How does Petya enter the system?

It is typically transmitted through spam emails targeting business users pretending to contain job applications. For instance, HR personnel receiving a Dropbox link to a file, which pretends to be resume of a candidate, who is seeking a position in the company. Clicking the file leads to installation of Ransomware.  The Malware replaces boot drive’s Master Boot Record (MBR) with a malicious loader. MBR is the first sector of any hard disk, which tells computer how it should boot the operating system. The Malicious loader will prevent the computer loading the OS correctly and disables booting up in Safe Mode and it will force Windows to reboot. In order to execute the Ransomware, it will display a phony checkdisk (CHKDSK) operation. During this process, the Malware will encrypt master file table. Master File table is a database in which information about every file and directory on an NTFS volume is stored.
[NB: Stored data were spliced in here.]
//! Plan decomposition and sequential sub-agent execution
//!
//! The planner asks its model for a json block of the form
//! `{"plan": [{"agent": "coder", "task": "...", "need": []}]}` and runs each
//! step on the named sub-agent in order. A step's task may contain
//! `{{previous}}`, which is replaced by the previous step's answer.

use async_trait::async_trait;
use serde::Deserialize;
use serde_json::Value;
use tracing::{info, warn};

use agentseek_memory::Memory;

use crate::agent::{Agent, AgentRole, ExecutionResult, Specialist};
use crate::blocks::extract_blocks;
use crate::{AgentError, Result};

pub const PREVIOUS_PLACEHOLDER: &str = "{{previous}}";

/// One delegated unit of work
#[derive(Debug, Clone, PartialEq)]
pub struct PlanStep {
    /// Sub-agent role name as written by the model
    pub role: String,
    pub instruction: String,
    pub depends_on_previous: bool,
}

impl PlanStep {
    /// Instruction with the previous answer substituted or appended
    pub fn resolve_instruction(&self, previous: Option<&str>) -> String {
        if self.instruction.contains(PREVIOUS_PLACEHOLDER) {
            return self
                .instruction
                .replace(PREVIOUS_PLACEHOLDER, previous.unwrap_or_default());
        }
        match previous {
            Some(prev) if self.depends_on_previous => {
                format!("{}\n\nPrevious result:\n{}", self.instruction, prev)
            }
            _ => self.instruction.clone(),
        }
    }
}

#[derive(Deserialize)]
struct PlanDocument {
    #[serde(default)]
    plan: Vec<RawStep>,
}

#[derive(Deserialize)]
struct RawStep {
    agent: String,
    task: String,
    #[serde(default)]
    need: Vec<Value>,
}

/// Parse the plan out of a planner completion.
///
/// Reads the first json block, or the whole text when there is none.
/// Returns `None` when nothing parses or the plan is empty.
pub fn parse_plan(text: &str) -> Option<Vec<PlanStep>> {
    let json = extract_blocks(text, &["json"])
        .into_iter()
        .next()
        .map(|b| b.body)
        .unwrap_or_else(|| text.trim().to_string());

    let document: PlanDocument = match serde_json::from_str(&json) {
        Ok(doc) => doc,
        Err(e) => {
            warn!("◆ could not parse plan: {}", e);
            return None;
        }
    };

    let steps: Vec<PlanStep> = document
        .plan
        .into_iter()
        .filter(|s| !s.task.trim().is_empty())
        .map(|s| PlanStep {
            role: s.agent.trim().to_ascii_lowercase(),
            instruction: s.task.trim().to_string(),
            depends_on_previous: !s.need.is_empty(),
        })
        .collect();

    if steps.is_empty() {
        None
    } else {
        Some(steps)
    }
}

/// Orchestrates sub-agents through a model-written plan
pub struct PlannerAgent {
    name: String,
    planner: Agent,
    agents: Vec<Box<dyn Specialist>>,
    plan: Vec<PlanStep>,
    last_answer: String,
    success: bool,
    status_message: String,
    blocks_result: Vec<ExecutionResult>,
}

impl PlannerAgent {
    /// `planner` should carry no tools; its completions are read as plans
    pub fn new(name: impl Into<String>, planner: Agent, agents: Vec<Box<dyn Specialist>>) -> Self {
        Self {
            name: name.into(),
            planner,
            agents,
            plan: Vec::new(),
            last_answer: String::new(),
            success: false,
            status_message: "Ready".to_string(),
            blocks_result: Vec::new(),
        }
    }

    /// Steps of the most recent plan
    pub fn plan(&self) -> &[PlanStep] {
        &self.plan
    }

    pub fn agents(&self) -> &[Box<dyn Specialist>] {
        &self.agents
    }

    /// Index of the general-purpose sub-agent: `casual`, else the first
    fn fallback_index(&self) -> usize {
        self.agents
            .iter()
            .position(|a| a.role() == AgentRole::Casual)
            .unwrap_or(0)
    }

    fn agent_index(&self, role: &str) -> usize {
        let wanted = role.parse::<AgentRole>().ok();
        let found = wanted.and_then(|r| self.agents.iter().position(|a| a.role() == r));
        match found {
            Some(index) => index,
            None => {
                let fallback = self.fallback_index();
                warn!(
                    "◆ no sub-agent for role '{}', using {}",
                    role,
                    self.agents[fallback].name()
                );
                fallback
            }
        }
    }

    async fn make_plan(&mut self, prompt: &str) -> Result<Vec<PlanStep>> {
        let (answer, _) = self.planner.process(prompt).await?;
        match parse_plan(&answer) {
            Some(steps) => Ok(steps),
            None => {
                let fallback = &self.agents[self.fallback_index()];
                info!("◆ no usable plan, delegating to {}", fallback.name());
                Ok(vec![PlanStep {
                    role: fallback.role().to_string(),
                    instruction: prompt.to_string(),
                    depends_on_previous: false,
                }])
            }
        }
    }

    async fn run_plan(&mut self, steps: &[PlanStep]) -> Result<String> {
        let mut previous: Option<String> = None;
        let mut summaries = Vec::with_capacity(steps.len());

        for (i, step) in steps.iter().enumerate() {
            let number = i + 1;
            let index = self.agent_index(&step.role);
            let instruction = step.resolve_instruction(previous.as_deref());
            self.status_message = format!("Step {}/{}: {}", number, steps.len(), step.role);

            let agent = &mut self.agents[index];
            let role = agent.role().to_string();
            info!("◆ plan step {} -> {}", number, agent.name());

            let outcome = agent.process(&instruction).await;
            self.blocks_result.extend_from_slice(agent.blocks_result());

            let answer = match outcome {
                Ok((answer, _)) if agent.success() => answer,
                Ok((answer, _)) => {
                    return Err(AgentError::PlanStepFailed {
                        step: number,
                        role,
                        error: answer,
                    })
                }
                Err(e) => {
                    return Err(AgentError::PlanStepFailed {
                        step: number,
                        role,
                        error: e.to_string(),
                    })
                }
            };

            summaries.push(format!("Step {} ({}): {}", number, role, answer));
            previous = Some(answer);
        }

        Ok(summaries.join("\n\n"))
    }
}

#[async_trait]
impl Specialist for PlannerAgent {
    fn name(&self) -> &str {
        &self.name
    }

    fn role(&self) -> AgentRole {
        AgentRole::Planner
    }

    async fn process(&mut self, prompt: &str) -> Result<(String, Option<String>)> {
        self.blocks_result.clear();
        self.success = false;
        if self.agents.is_empty() {
            return Err(AgentError::NoAgents);
        }

        self.status_message = "Planning...".to_string();
        let outcome = match self.make_plan(prompt).await {
            Ok(steps) => {
                self.plan = steps.clone();
                self.run_plan(&steps).await
            }
            Err(e) => Err(e),
        };

        match outcome {
            Ok(answer) => {
                self.success = true;
                self.status_message = "Ready".to_string();
                self.last_answer = answer.clone();
                Ok((answer, self.planner.last_reasoning().map(String::from)))
            }
            Err(e) => {
                self.status_message = "Error".to_string();
                self.last_answer = format!("Error: {}", e);
                Err(e)
            }
        }
    }

    fn last_answer(&self) -> &str {
        &self.last_answer
    }

    fn success(&self) -> bool {
        self.success
    }

    fn status_message(&self) -> &str {
        &self.status_message
    }

    fn blocks_result(&self) -> &[ExecutionResult] {
        &self.blocks_result
    }

    fn memory(&self) -> &Memory {
        self.planner.memory()
    }

    fn memory_mut(&mut self) -> &mut Memory {
        self.planner.memory_mut()
    }
}

#[cfg(test)]
mod tests {
    use super::*;

    #[test]
    fn test_parse_plan_from_json_block() {
        let text = "Here is the plan:\n```json\n{\"plan\": [\n  {\"agent\": \"Web\", \"task\": \"find the docs\", \"need\": []},\n  {\"agent\": \"coder\", \"task\": \"use {{previous}}\", \"need\": [\"1\"]}\n]}\n```";
        let steps = parse_plan(text).unwrap();
        assert_eq!(steps.len(), 2);
        assert_eq!(steps[0].role, "web");
        assert!(!steps[0].depends_on_previous);
        assert!(steps[1].depends_on_previous);
    }

    #[test]
    fn test_parse_plan_rejects_garbage_and_empty() {
        assert!(parse_plan("I will just do it.").is_none());
        assert!(parse_plan("```json\n{\"plan\": []}\n```").is_none());
    }

    #[test]
    fn test_resolve_instruction() {
        let placeholder = PlanStep {
            role: "coder".into(),
            instruction: "summarize {{previous}} briefly".into(),
            depends_on_previous: false,
        };
        assert_eq!(
            placeholder.resolve_instruction(Some("the data")),
            "summarize the data briefly"
        );

        let appended = PlanStep {
            role: "coder".into(),
            instruction: "write it down".into(),
            depends_on_previous: true,
        };
        assert_eq!(
            appended.resolve_instruction(Some("42")),
            "write it down\n\nPrevious result:\n42"
        );
        assert_eq!(appended.resolve_instruction(None), "write it down");
    }
}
Once MFT is encrypted, the system does not know where files are located, or if they even exist, as it is inaccessible.  After successful encryption of MFT is carried out, Ransomware displays a ransom message to victim, instructing them to connect to TOR site and pay 9 Bitcoin to make ransom payment. The cyber crooks intentionally choose Tor to maintain anonymity.

What makes this Ransomware unique?

Typical Ransomware usually encrypts files of certain types like pictures, office documents and so on.  The OS is untouched by the Malware as cyber-crook expects the victim to use the pc for ransom payment.  However, in this case, it does not happen likewise since access to the whole hard drive is blocked.

How to safeguard?

  • Update your antivirus software (eScan) on regular basis, which will protect your system from all kinds of Malware attacks.
  • Ensure that all software installed in your system are updated frequently, including Oracle Java and Adobe.
  • Implement a three dimensional security policy in your organization, i.e. firstly understand your requirement based on which IT Security policy would be prepared accordingly. Secondly, educate your staff about the policy and finally enforce the policy.
  • Make sure you either implement MailScan at gateway level or enable Mail Anti-virus on endpoint in order to block extensions such as *.EXE, *.SCR, *.JS, *.VBE etc. These attachments would infect your system.
  • Open emails only if you are positive about the source.
  • Regularly backup your important files.